*Exercise prompt:*
Your task is to filter the data below down to the lines holding "DbErr".

Given data Start Marker

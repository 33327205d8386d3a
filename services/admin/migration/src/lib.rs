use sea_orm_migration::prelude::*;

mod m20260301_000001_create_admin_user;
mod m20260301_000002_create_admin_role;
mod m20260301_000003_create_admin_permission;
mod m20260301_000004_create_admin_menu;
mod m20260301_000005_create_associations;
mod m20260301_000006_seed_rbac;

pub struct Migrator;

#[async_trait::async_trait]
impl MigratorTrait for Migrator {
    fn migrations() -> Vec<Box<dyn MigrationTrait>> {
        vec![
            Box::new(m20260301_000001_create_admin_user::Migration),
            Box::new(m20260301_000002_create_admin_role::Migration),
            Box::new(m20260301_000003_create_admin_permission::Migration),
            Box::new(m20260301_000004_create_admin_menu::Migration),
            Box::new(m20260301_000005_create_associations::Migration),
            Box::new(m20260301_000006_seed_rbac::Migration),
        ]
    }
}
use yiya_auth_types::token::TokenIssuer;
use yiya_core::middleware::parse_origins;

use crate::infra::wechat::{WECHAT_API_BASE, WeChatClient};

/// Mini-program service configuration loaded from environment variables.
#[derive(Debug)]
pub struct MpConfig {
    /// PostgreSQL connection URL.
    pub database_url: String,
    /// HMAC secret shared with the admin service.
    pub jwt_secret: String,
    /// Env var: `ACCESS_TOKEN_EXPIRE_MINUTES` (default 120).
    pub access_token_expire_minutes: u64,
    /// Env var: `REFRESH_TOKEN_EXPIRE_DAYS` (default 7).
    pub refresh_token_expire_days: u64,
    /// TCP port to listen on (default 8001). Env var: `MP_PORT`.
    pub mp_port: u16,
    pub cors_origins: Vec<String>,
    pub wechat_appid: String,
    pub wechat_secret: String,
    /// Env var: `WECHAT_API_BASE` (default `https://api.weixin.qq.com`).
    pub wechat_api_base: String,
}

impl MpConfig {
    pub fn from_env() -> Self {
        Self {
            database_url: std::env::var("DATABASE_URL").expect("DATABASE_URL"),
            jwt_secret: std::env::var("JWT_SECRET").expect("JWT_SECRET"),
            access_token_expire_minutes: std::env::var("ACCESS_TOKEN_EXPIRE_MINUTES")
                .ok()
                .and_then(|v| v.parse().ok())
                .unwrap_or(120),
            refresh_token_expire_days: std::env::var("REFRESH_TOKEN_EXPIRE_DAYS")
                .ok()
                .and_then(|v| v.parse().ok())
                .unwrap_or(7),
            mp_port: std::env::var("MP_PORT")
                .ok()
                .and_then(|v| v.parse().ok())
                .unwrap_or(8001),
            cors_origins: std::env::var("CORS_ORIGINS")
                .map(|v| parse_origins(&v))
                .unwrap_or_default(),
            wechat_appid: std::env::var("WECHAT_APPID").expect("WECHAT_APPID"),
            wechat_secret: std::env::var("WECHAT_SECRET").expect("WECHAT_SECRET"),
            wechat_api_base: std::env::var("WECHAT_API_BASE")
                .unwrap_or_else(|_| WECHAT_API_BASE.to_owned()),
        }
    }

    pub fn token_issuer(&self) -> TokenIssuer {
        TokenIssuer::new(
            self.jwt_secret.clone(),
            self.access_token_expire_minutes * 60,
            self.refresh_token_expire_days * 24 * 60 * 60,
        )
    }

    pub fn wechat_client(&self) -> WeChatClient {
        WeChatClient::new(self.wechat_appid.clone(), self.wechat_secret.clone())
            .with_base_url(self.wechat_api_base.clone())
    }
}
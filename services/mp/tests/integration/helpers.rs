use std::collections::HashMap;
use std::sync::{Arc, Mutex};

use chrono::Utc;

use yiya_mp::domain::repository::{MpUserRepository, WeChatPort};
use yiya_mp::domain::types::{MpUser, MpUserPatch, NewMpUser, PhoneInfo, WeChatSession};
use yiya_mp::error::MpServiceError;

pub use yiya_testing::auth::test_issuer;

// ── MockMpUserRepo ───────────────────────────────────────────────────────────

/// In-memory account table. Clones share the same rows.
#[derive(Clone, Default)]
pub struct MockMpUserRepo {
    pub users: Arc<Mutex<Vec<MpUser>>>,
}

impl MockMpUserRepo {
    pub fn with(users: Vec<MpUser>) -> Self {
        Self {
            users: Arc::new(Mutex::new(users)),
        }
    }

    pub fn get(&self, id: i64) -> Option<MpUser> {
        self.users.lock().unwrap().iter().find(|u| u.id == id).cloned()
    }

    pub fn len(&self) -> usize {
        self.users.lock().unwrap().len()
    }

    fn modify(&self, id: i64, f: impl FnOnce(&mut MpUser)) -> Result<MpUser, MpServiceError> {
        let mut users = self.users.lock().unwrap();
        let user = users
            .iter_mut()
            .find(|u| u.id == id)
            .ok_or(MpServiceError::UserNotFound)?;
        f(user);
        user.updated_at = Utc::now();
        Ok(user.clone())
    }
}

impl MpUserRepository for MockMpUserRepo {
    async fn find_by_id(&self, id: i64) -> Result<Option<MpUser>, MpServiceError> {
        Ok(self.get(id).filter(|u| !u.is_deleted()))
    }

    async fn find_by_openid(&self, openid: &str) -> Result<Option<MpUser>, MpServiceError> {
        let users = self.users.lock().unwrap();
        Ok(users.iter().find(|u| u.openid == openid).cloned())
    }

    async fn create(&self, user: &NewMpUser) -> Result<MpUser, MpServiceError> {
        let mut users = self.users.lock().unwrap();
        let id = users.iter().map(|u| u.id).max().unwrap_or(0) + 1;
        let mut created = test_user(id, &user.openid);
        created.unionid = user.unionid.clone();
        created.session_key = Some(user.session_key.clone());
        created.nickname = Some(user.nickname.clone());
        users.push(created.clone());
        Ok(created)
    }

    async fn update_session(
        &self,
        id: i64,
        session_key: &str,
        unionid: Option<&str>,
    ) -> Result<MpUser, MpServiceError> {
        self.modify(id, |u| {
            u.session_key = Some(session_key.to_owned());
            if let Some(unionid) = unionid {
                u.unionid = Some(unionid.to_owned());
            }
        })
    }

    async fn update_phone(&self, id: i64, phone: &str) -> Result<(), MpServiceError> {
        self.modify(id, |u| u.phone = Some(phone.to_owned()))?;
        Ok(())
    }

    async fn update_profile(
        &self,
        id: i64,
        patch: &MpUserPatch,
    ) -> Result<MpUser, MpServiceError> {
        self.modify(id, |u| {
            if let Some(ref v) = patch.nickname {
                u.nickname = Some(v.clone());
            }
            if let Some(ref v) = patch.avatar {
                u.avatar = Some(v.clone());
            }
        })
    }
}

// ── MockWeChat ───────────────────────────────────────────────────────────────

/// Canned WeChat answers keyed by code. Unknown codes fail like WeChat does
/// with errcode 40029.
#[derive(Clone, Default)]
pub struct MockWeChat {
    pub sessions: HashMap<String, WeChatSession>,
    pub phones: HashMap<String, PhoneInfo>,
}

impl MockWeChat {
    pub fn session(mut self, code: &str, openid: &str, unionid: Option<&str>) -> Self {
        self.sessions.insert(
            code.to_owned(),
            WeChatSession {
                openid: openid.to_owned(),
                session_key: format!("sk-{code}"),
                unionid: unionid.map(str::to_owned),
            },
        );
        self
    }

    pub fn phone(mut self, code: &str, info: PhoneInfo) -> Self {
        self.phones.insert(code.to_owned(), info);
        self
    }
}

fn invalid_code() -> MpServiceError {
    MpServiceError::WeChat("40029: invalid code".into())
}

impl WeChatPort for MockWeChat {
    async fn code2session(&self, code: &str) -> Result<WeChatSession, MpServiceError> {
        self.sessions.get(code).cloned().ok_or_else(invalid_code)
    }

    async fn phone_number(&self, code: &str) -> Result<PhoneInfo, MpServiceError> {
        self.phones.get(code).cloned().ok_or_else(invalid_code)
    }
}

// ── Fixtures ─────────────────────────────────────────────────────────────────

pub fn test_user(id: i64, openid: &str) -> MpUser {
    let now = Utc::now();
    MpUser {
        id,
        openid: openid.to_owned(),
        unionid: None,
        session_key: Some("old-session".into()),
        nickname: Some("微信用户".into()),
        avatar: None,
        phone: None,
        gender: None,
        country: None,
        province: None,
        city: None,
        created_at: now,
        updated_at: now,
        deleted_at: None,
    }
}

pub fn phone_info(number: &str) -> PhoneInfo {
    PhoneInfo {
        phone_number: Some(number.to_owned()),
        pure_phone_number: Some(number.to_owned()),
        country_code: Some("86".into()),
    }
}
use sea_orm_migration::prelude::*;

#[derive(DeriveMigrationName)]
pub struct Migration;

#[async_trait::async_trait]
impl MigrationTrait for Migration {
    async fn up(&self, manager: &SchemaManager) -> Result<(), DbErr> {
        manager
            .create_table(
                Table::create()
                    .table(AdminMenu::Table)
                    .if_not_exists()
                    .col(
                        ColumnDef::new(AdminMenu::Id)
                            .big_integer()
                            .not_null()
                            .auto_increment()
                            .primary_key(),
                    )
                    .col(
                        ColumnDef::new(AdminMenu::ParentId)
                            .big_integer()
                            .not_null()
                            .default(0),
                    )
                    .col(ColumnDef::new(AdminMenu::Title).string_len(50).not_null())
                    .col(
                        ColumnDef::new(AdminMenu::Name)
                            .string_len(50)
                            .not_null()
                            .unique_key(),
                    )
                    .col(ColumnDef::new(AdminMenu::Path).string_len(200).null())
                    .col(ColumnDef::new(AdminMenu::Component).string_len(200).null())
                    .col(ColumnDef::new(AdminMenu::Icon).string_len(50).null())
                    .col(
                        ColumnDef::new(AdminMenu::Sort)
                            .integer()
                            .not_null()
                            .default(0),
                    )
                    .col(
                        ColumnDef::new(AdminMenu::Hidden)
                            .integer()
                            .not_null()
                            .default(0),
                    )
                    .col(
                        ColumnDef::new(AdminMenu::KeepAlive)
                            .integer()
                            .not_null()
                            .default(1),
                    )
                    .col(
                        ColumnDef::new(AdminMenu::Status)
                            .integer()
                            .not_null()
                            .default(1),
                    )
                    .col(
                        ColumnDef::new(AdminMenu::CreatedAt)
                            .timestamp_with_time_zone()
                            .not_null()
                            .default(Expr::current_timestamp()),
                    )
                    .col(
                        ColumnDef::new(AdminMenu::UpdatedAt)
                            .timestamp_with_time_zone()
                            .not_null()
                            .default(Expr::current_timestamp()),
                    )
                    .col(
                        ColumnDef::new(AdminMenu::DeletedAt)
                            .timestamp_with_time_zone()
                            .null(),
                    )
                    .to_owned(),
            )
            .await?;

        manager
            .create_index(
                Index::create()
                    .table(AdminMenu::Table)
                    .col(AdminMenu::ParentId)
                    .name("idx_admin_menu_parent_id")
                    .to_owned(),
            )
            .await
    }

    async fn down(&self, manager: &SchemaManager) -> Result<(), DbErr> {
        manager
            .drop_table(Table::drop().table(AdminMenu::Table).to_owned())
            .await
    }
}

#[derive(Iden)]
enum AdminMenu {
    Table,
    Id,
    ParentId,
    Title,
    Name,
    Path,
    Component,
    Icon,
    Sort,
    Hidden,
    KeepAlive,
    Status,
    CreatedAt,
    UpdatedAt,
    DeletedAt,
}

Given data End Marker

*Exercise answer:*
    async fn up(&self, manager: &SchemaManager) -> Result<(), DbErr> {
    async fn down(&self, manager: &SchemaManager) -> Result<(), DbErr> {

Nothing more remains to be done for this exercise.